A few weeks later, a $114.50 bill arrived from the lab company. Then, a $1,266 bill from the emergency room physician group arrived.
“I was just in shock honestly I couldn’t help but laugh,” Ford said.
In all, the bills totaled around $15,000. The Fords’ insurer, Bright Health, agreed to pay just $3,784. They reached out to both Bright Health and Spring Valley Hospital to get to the bottom the charges. The couple says that their insurer said they could not help any more because the hospital was out-of-state. The hospital would not explain why the charges were so high.
“We don’t have $11,000 just laying around the house,” said Ford’s husband Lucas. “It’s confusing and I mean what are we paying insurance for?”
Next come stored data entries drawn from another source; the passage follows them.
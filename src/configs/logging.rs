use serde::{Deserialize, Serialize};

#[derive(Debug, Deserialize, Serialize, Clone, Default)]
pub struct LoggingConfig {
    pub level: Option<String>,
    pub filters: Option<String>,
    #[serde(default)]
    pub file: Option<LogFileConfig>,
}

#[derive(Debug, Deserialize, Serialize, Clone)]
pub struct LogFileConfig {
    pub path: String,
    #[serde(default = "default_max_lines")]
    pub max_lines: u32,
}

fn default_max_lines() -> u32 {
    10_000
}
Adam Fox, the director of strategic engagement for the Colorado Consumer Health Initiative, notes that the out-of-network system can be difficult to navigate. He says consumers are often put in a bind, having a difficult time understanding what they owe. Fox says that some insurers are better than others in helping consumers navigate this process.
“Bright Health, in this case, is a newer insurance plan and they are still figuring out how they conduct themselves in the market, but that’s not an excuse to leave a consumer on the hook with a bill like this,” Fox said.
Bright Health maintains that the Fords had not yet met their deductible and the hospital was out-of-network. The Fords continue to try to fight the bills.
Despite the charges, Ford believes she did the right thing for the health of her baby and herself. She is working to make sure others know what she did not.
“Just be aware that this could happen,” she said. “I think it would be (the same) with any insurance company, quite honestly.”